Erik Orsenna - La grammaire est une chanson douce

Nous approchions d'un bâtiment qu'éclairait mal une croix rouge tremblotante.

- Voici l'hôpital, murmura Monsieur Henri.

Je frissonnai.
L'hôpital ? Un hôpital pour les mots ? Je n'arrivais pas à le croire. La honte m'envahit. Quelque chose me disait que, leurs souffrances, nous en étions, nous les humains, responsables. Vous savez, comme ces Indiens d'Amérique morts de maladies apportées par les conquérants européens.
Il n'y a pas d'acceuil ni d'infirmiers dans un hôpital de mots. Les couloirs étaient vides. Seules nous guidaient les lueures bleues des veilleuses. Malgré nos précautions, nos semelles couinaient sur le sol.
Comme en réponse, un bruit très faible se fit entendre. Par deux fois. Un gémissement très doux. Il passait sous l'une des portes, telle une lettre qu'on glisse discrétement, pour ne pas déranger.
Monsieur Henri me jetta un bref regard et décida d'entrer.
Elle était là, immobile sur le lit, la petite phrase bien connue, trop connue :

Je
t'
aime

Trois mots maigres et pâles, si pâles. Les sept lettres ressortaient à peine sur la blancheur des draps. Trois mots reliés chacun par un tuyau de plastique à un bocal plein de liquide.
Il me sembla qu'elle nous souriait, la petite phrase.
Il me sembla qu'elle nous parlait :


- Je suis un peu fatiguée. Il paraît que j'ai trop travaillé. Il faut que je me repose.

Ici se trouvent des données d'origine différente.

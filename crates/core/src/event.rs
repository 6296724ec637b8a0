//! Events produced by the generation backend.
//!
//! A `BackendEvent` is one record exactly as the backend delivered it: it may
//! carry a text chunk, a trace, both, or neither. The demuxer turns each
//! record into zero or more `StreamEvent`s on the text and trace lanes.

use serde::{Deserialize, Serialize};

/// One record from the backend's event sequence.
#[derive(Debug, Clone, Default, PartialEq, Serialize, Deserialize)]
pub struct BackendEvent {
    /// Partial answer output.
    #[serde(default, skip_serializing_if = "Option::is_none")]
    pub chunk: Option<ChunkPart>,

    /// Orchestration trace, kept as raw JSON. Its shape is owned by the
    /// backend and read defensively.
    #[serde(default, skip_serializing_if = "Option::is_none")]
    pub trace: Option<serde_json::Value>,
}

/// The chunk part of a backend record.
#[derive(Debug, Clone, Default, PartialEq, Serialize, Deserialize)]
pub struct ChunkPart {
    /// Decoded UTF-8 text, when the chunk carried bytes.
    #[serde(default, skip_serializing_if = "Option::is_none")]
    pub text: Option<String>,

    /// Citation attribution attached to this piece of output.
    #[serde(default, skip_serializing_if = "Option::is_none")]
    pub attribution: Option<serde_json::Value>,
}

impl BackendEvent {
    /// A record carrying only text.
    pub fn text(text: impl Into<String>) -> Self {
        Self {
            chunk: Some(ChunkPart {
                text: Some(text.into()),
                attribution: None,
            }),
            trace: None,
        }
    }

    /// A record carrying only a trace.
    pub fn trace(trace: serde_json::Value) -> Self {
        Self {
            chunk: None,
            trace: Some(trace),
        }
    }

    /// Attach attribution to the chunk part, creating it if needed.
    pub fn with_attribution(mut self, attribution: serde_json::Value) -> Self {
        self.chunk.get_or_insert_with(ChunkPart::default).attribution = Some(attribution);
        self
    }

    /// Attach a trace to this record.
    pub fn with_trace(mut self, trace: serde_json::Value) -> Self {
        self.trace = Some(trace);
        self
    }
}

/// Text-lane event.
#[derive(Debug, Clone, Default, PartialEq)]
pub struct TextEvent {
    /// Partial text; empty when the chunk carried only attribution.
    pub text: String,
    pub attribution: Option<serde_json::Value>,
}

/// Trace-lane event.
#[derive(Debug, Clone, PartialEq)]
pub struct TraceEvent {
    pub trace: serde_json::Value,
}

/// A classified backend event.
#[derive(Debug, Clone, PartialEq)]
pub enum StreamEvent {
    Text(TextEvent),
    Trace(TraceEvent),
}
//! Citation extraction and deduplication.
//!
//! Two sources feed one accumulator: attribution blocks on text chunks, and
//! knowledge-base lookup results in orchestration traces. Each source URI is
//! kept at most once across the whole answer, credited to the citation that
//! first introduced it. Citation order is first-appearance order.
//!
//! Both payloads are read as loose JSON. Missing or oddly shaped fields mean
//! "nothing to extract", never an error.

use kbrelay_core::citation::{Citation, Reference, title_from_uri};
use serde_json::Value;
use std::collections::HashSet;
use tracing::{debug, trace};

const SOURCE_URI_METADATA: &str = "x-amz-bedrock-kb-source-uri";
const TRACE_REFERENCES: &str =
    "/trace/orchestrationTrace/observation/knowledgeBaseLookupOutput/retrievedReferences";

/// Accumulates citations for one answer.
#[derive(Debug, Default)]
pub struct CitationAccumulator {
    citations: Vec<Citation>,
    seen: HashSet<String>,
}

impl CitationAccumulator {
    pub fn new() -> Self {
        Self::default()
    }

    /// Ingest a chunk's `attribution` block. Returns the number of new
    /// references kept.
    ///
    /// Only S3-located references count. Their title comes from the
    /// source-URI metadata, or is empty when that is missing.
    pub fn ingest_attribution(&mut self, attribution: &Value) -> usize {
        let Some(entries) = attribution.get("citations").and_then(Value::as_array) else {
            return 0;
        };

        let mut added = 0;
        for entry in entries {
            let text = entry
                .pointer("/generatedResponsePart/textResponsePart/text")
                .and_then(Value::as_str)
                .unwrap_or_default()
                .to_string();

            let references: Vec<Reference> = retrieved_references(entry)
                .filter(|r| r.pointer("/location/type").and_then(Value::as_str) == Some("S3"))
                .filter_map(|r| {
                    let uri = s3_uri(r)?;
                    let title = r
                        .get("metadata")
                        .and_then(|m| m.get(SOURCE_URI_METADATA))
                        .and_then(Value::as_str)
                        .map(title_from_uri)
                        .unwrap_or_default();
                    Some(Reference {
                        source_uri: uri.to_string(),
                        title: title.to_string(),
                    })
                })
                .collect();

            added += self.push(text, references);
        }
        added
    }

    /// Ingest an orchestration trace. Returns the number of new references
    /// kept. New references become one citation with empty text.
    pub fn ingest_trace(&mut self, trace_value: &Value) -> usize {
        let Some(refs) = trace_value.pointer(TRACE_REFERENCES).and_then(Value::as_array) else {
            return 0;
        };
        trace!(count = refs.len(), "Knowledge base references in trace");

        let references: Vec<Reference> = refs
            .iter()
            .filter_map(s3_uri)
            .map(Reference::from_uri)
            .collect();

        self.push(String::new(), references)
    }

    /// Keep the references not seen before, within this batch or earlier.
    fn push(&mut self, text: String, references: Vec<Reference>) -> usize {
        let fresh: Vec<Reference> = references
            .into_iter()
            .filter(|r| self.seen.insert(r.source_uri.clone()))
            .collect();

        if fresh.is_empty() {
            return 0;
        }

        let added = fresh.len();
        debug!(
            added,
            titles = ?fresh.iter().map(|r| r.title.as_str()).collect::<Vec<_>>(),
            "Citation added"
        );
        self.citations.push(Citation {
            text,
            references: fresh,
        });
        added
    }

    pub fn citations(&self) -> &[Citation] {
        &self.citations
    }

    /// Distinct source URIs so far.
    pub fn reference_count(&self) -> usize {
        self.seen.len()
    }

    pub fn into_citations(self) -> Vec<Citation> {
        self.citations
    }
}

fn retrieved_references(entry: &Value) -> impl Iterator<Item = &Value> {
    entry
        .get("retrievedReferences")
        .and_then(Value::as_array)
        .into_iter()
        .flatten()
}

/// Non-empty `location.s3Location.uri`.
fn s3_uri(reference: &Value) -> Option<&str> {
    reference
        .pointer("/location/s3Location/uri")
        .and_then(Value::as_str)
        .filter(|uri| !uri.is_empty())
}
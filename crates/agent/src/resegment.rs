//! Chunk resegmentation.
//!
//! The backend emits text in uneven bursts. Each burst is cut into sentence
//! pieces, or into fixed-size word groups when sentence cutting does not
//! produce several short pieces. Bursts are handled independently; nothing is
//! carried over from one burst to the next.

use regex_lite::Regex;
use std::sync::LazyLock;

/// Terminal punctuation followed by whitespace or end of text. `\s` is ASCII
/// only here, so the Unicode space separators are listed explicitly.
static SENTENCE_END: LazyLock<Regex> = LazyLock::new(|| {
    Regex::new(
        r"[.!?]+(?:[\s\x{1C}-\x{1F}\x{85}\x{A0}\x{1680}\x{2000}-\x{200A}\x{2028}\x{2029}\x{202F}\x{205F}\x{3000}]+|$)",
    )
    .expect("sentence pattern compiles")
});

/// Splits raw text payloads into delivery-sized pieces.
#[derive(Debug, Clone, Copy)]
pub struct Resegmenter {
    max_sentence_chars: usize,
    words_per_piece: usize,
}

impl Default for Resegmenter {
    fn default() -> Self {
        Self::new(100, 8)
    }
}

impl Resegmenter {
    pub fn new(max_sentence_chars: usize, words_per_piece: usize) -> Self {
        Self {
            max_sentence_chars,
            words_per_piece: words_per_piece.max(1),
        }
    }

    pub fn from_config(config: &kbrelay_config::OrchestratorConfig) -> Self {
        Self::new(config.max_sentence_chars, config.words_per_piece)
    }

    /// Cut one payload into pieces, in order. Blank payloads give no pieces.
    pub fn segment(&self, payload: &str) -> Vec<String> {
        if payload.trim().is_empty() {
            return Vec::new();
        }

        let sentences = self.sentences(payload);
        let needs_fallback = sentences.len() <= 1
            || sentences
                .iter()
                .any(|s| s.chars().count() > self.max_sentence_chars);

        let pieces = if needs_fallback {
            self.word_groups(payload)
        } else {
            sentences
        };

        pieces
            .into_iter()
            .filter(|p| !p.trim().is_empty())
            .collect()
    }

    /// Sentence pieces with their punctuation and trailing whitespace.
    fn sentences(&self, payload: &str) -> Vec<String> {
        let mut pieces = Vec::new();
        let mut start = 0;

        for m in SENTENCE_END.find_iter(payload) {
            pieces.push(&payload[start..m.end()]);
            start = m.end();
        }
        if start < payload.len() {
            pieces.push(&payload[start..]);
        }

        pieces
            .into_iter()
            .filter(|p| !p.trim().is_empty())
            .map(str::to_string)
            .collect()
    }

    /// Groups of `words_per_piece` words. Every group but the last keeps a
    /// trailing space.
    fn word_groups(&self, payload: &str) -> Vec<String> {
        let words: Vec<&str> = payload
            .split(' ')
            .filter(|w| !w.trim().is_empty())
            .collect();

        if words.is_empty() {
            return vec![payload.to_string()];
        }

        let groups = words.chunks(self.words_per_piece);
        let last = groups.len() - 1;
        groups
            .enumerate()
            .map(|(i, group)| {
                let mut piece = group.join(" ");
                if i < last {
                    piece.push(' ');
                }
                piece
            })
            .collect()
    }
}

#[cfg(test)]
mod tests {
    use super::*;

    fn seg(payload: &str) -> Vec<String> {
        Resegmenter::default().segment(payload)
    }

    #[test]
    fn three_sentences() {
        assert_eq!(
            seg("Hello there. How are you today? I am fine."),
            vec!["Hello there. ", "How are you today? ", "I am fine."]
        );
    }

    #[test]
    fn twenty_words_no_punctuation() {
        let words: Vec<String> = (1..=20).map(|i| format!("w{i}")).collect();
        let pieces = seg(&words.join(" "));

        let sizes: Vec<usize> = pieces
            .iter()
            .map(|p| p.split_whitespace().count())
            .collect();
        assert_eq!(sizes, vec![8, 8, 4]);
        assert!(pieces[0].ends_with(' '));
        assert!(pieces[1].ends_with(' '));
        assert!(!pieces[2].ends_with(' '));
        assert_eq!(pieces.concat(), words.join(" "));
    }

    #[test]
    fn single_sentence_falls_back_to_words() {
        let pieces = seg("Just one short sentence here.");
        assert_eq!(pieces, vec!["Just one short sentence here."]);
    }

    #[test]
    fn long_sentence_triggers_fallback() {
        let long = "word ".repeat(30);
        let payload = format!("Short one. {}end.", long);
        let pieces = seg(&payload);
        assert!(pieces.len() > 2);
        assert!(pieces.iter().all(|p| p.split_whitespace().count() <= 8));
    }

    #[test]
    fn punctuation_stays_with_its_sentence() {
        let pieces = seg("Wait!! Really?! Yes.");
        assert_eq!(pieces, vec!["Wait!! ", "Really?! ", "Yes."]);
    }

    #[test]
    fn sentence_pieces_preserve_content() {
        let payload = "First line.\nSecond line!  Third?";
        assert_eq!(seg(payload).concat(), payload);
    }

    #[test]
    fn decimal_point_is_not_a_sentence_end() {
        let pieces = seg("Costs rose 2.5 percent. Then fell.");
        assert_eq!(pieces, vec!["Costs rose 2.5 percent. ", "Then fell."]);
    }

    #[test]
    fn blank_payloads_produce_nothing() {
        assert!(seg("").is_empty());
        assert!(seg("   \n ").is_empty());
    }

    #[test]
    fn length_limit_counts_characters() {
        // 60 two-byte characters: 120 bytes but under the 100-char limit
        let a = "é".repeat(60);
        let payload = format!("{a}. Next.");
        assert_eq!(seg(&payload).len(), 2);
    }

    #[test]
    fn unicode_space_ends_a_sentence() {
        assert_eq!(
            seg("Hi.\u{2003}There. Bye."),
            vec!["Hi.\u{2003}", "There. ", "Bye."]
        );
        assert_eq!(seg("Ok.\u{00A0}Go."), vec!["Ok.\u{00A0}", "Go."]);
    }

    #[test]
    fn sentence_of_exactly_max_chars_is_kept() {
        // 98 letters plus ". " is 100 characters
        let at_limit = format!("{}. ", "x".repeat(98));
        assert_eq!(at_limit.chars().count(), 100);
        assert_eq!(seg(&format!("{at_limit}Next.")), vec![at_limit, "Next.".to_string()]);

        let over_limit = format!("{}. ", "x".repeat(99));
        let payload = format!("{over_limit}Next.");
        assert_eq!(seg(&payload), vec![payload.clone()]);
    }

    #[test]
    fn lone_piece_loses_padding_in_word_fallback() {
        assert_eq!(seg(" ! "), vec!["!"]);
    }
}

- Allons, allons, Je t'aime, lui répondit Monsieur Henri, je te connais. Depuis le temps que tu existes. Tu es solide. Quelques jours de repos et tu seras sur pieds.

Il la berça longtemps de tous ces mensonges qu'on raconte aux malades. Sur le front de Je t'aime, il posa un gant de toilette humecté d'eau fraîche.

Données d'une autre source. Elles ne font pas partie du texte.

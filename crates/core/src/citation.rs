//! Citation and final-result types.
//!
//! Field names on the wire follow the web client's expectations
//! (`source`, `responsetext`).

use serde::{Deserialize, Serialize};

/// One source document backing a citation.
#[derive(Debug, Clone, PartialEq, Eq, Hash, Serialize, Deserialize)]
pub struct Reference {
    #[serde(rename = "source")]
    pub source_uri: String,
    pub title: String,
}

impl Reference {
    /// Build a reference whose title is the final path segment of `uri`.
    pub fn from_uri(uri: impl Into<String>) -> Self {
        let source_uri = uri.into();
        let title = title_from_uri(&source_uri).to_string();
        Self { source_uri, title }
    }
}

/// Final `/`-delimited segment of a URI (the whole string if it has none).
pub fn title_from_uri(uri: &str) -> &str {
    uri.rsplit('/').next().unwrap_or(uri)
}

/// A claim-to-source association.
#[derive(Debug, Clone, Default, PartialEq, Eq, Serialize, Deserialize)]
pub struct Citation {
    /// Response excerpt the references support. Empty for trace citations.
    #[serde(default)]
    pub text: String,
    pub references: Vec<Reference>,
}

/// The aggregate record built once the backend stream is exhausted.
#[derive(Debug, Clone, Default, PartialEq, Eq, Serialize, Deserialize)]
pub struct FinalResult {
    #[serde(rename = "responsetext")]
    pub full_text: String,
    pub citations: Vec<Citation>,
}
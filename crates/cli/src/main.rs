//! kbrelay CLI: the main entry point.
//!
//! Commands:
//! - `serve`  : Start the HTTP/SSE/WebSocket gateway
//! - `ask`    : Run one query and stream the answer to the terminal
//! - `init`   : Write the default config file
//! - `doctor` : Check configuration and backend reachability

use clap::{Parser, Subcommand};
use kbrelay_config::{AppConfig, ConfigError};
use std::path::{Path, PathBuf};

mod commands;

#[derive(Parser)]
#[command(
    name = "kbrelay",
    about = "kbrelay: streaming answers with citations from a knowledge-base agent",
    version,
    author
)]
struct Cli {
    #[command(subcommand)]
    command: Commands,

    /// Enable verbose logging
    #[arg(short, long, global = true)]
    verbose: bool,

    /// Emit logs as JSON lines
    #[arg(long, global = true)]
    log_json: bool,

    /// Config file (default: ~/.kbrelay/config.toml)
    #[arg(long, global = true, env = "KBRELAY_CONFIG")]
    config: Option<PathBuf>,
}

#[derive(Subcommand)]
enum Commands {
    /// Start the gateway server
    Serve {
        /// Override the port
        #[arg(short, long)]
        port: Option<u16>,
    },

    /// Ask one question and stream the answer
    Ask {
        /// The question
        query: String,

        /// Audience: instructor, staff, learner (default: guest)
        #[arg(short, long)]
        role: Option<String>,

        /// Continue an existing backend session
        #[arg(short, long)]
        session: Option<String>,
    },

    /// Write the default configuration file
    Init {
        /// Overwrite an existing file
        #[arg(long)]
        force: bool,
    },

    /// Diagnose configuration and backend health
    Doctor,
}

fn load_config(path: Option<&Path>) -> Result<AppConfig, ConfigError> {
    match path {
        Some(path) => AppConfig::load_with_env(path),
        None => AppConfig::load(),
    }
}

#[tokio::main]
async fn main() -> Result<(), Box<dyn std::error::Error>> {
    let cli = Cli::parse();
    let config_path = cli.config.clone().unwrap_or_else(AppConfig::config_path);
    let config = load_config(cli.config.as_deref());

    // Initialize tracing. Logs go to stderr so `ask` output stays clean.
    let filter = if cli.verbose { "debug" } else { "info" };
    let env_filter = tracing_subscriber::EnvFilter::try_from_default_env()
        .unwrap_or_else(|_| tracing_subscriber::EnvFilter::new(filter));
    let json = cli.log_json || config.as_ref().is_ok_and(|c| c.logging.json);
    if json {
        tracing_subscriber::fmt()
            .json()
            .with_env_filter(env_filter)
            .with_writer(std::io::stderr)
            .init();
    } else {
        tracing_subscriber::fmt()
            .with_env_filter(env_filter)
            .with_writer(std::io::stderr)
            .with_target(false)
            .init();
    }

    match cli.command {
        Commands::Serve { port } => commands::serve::run(config?, port).await?,
        Commands::Ask {
            query,
            role,
            session,
        } => commands::ask::run(config?, &query, role.as_deref(), session.as_deref()).await?,
        Commands::Init { force } => commands::init::run(&config_path, force)?,
        Commands::Doctor => commands::doctor::run(&config_path, config).await?,
    }

    Ok(())
}

#[cfg(test)]
mod tests {
    use super::*;
    use clap::CommandFactory;

    #[test]
    fn cli_definition_is_valid() {
        Cli::command().debug_assert();
    }

    #[test]
    fn ask_takes_role_and_session() {
        let cli = Cli::parse_from([
            "kbrelay", "ask", "What is MHFA?", "--role", "staff", "--session", "s-1",
        ]);
        match cli.command {
            Commands::Ask {
                query,
                role,
                session,
            } => {
                assert_eq!(query, "What is MHFA?");
                assert_eq!(role.as_deref(), Some("staff"));
                assert_eq!(session.as_deref(), Some("s-1"));
            }
            _ => panic!("expected ask"),
        }
    }

    #[test]
    fn global_flags_after_subcommand() {
        let cli = Cli::parse_from(["kbrelay", "serve", "--port", "9000", "-v", "--log-json"]);
        assert!(cli.verbose);
        assert!(cli.log_json);
        assert!(matches!(cli.command, Commands::Serve { port: Some(9000) }));
    }
}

- C'est un peu dur la nuit. Le jour, les autres mots viennent me tenir compagnie.

"Un peu fatiguée", "un peu dur", Je t'aime ne se plaignait qu'à moitié, elle ajoutait des "un peu" à toutes ses phrases.

- Ne parle plus. Repose-toi. Tu nous as tant donné, reprends des forces, nous avons tant besoin de toi.

Et, il lui chantonna à l'oreille le plus câlins de ses refrains.

"La petite biche est aux abois
Dans le bois se cache le loup
Ouh, ouh, ouh, ouh
Mais le brave chevalier passa
Il prit la biche dans ses bras
La, la, la, la"

- Viens Jeanne, maintenant. Elle dort. Nous reviendrons demain.

***

- Pauvre Je t'aime. Parviendront-nous à la sauver ?

Monsieur Henri était aussi bouleversé que moi. Des larmes me venaient dans la gorge. Elles n'arrivaient pas à monter jusqu'à mes yeux. Nous portons en nous des larmes trop lourdes. Celles-là, nous ne pourrons jamais les pleurer.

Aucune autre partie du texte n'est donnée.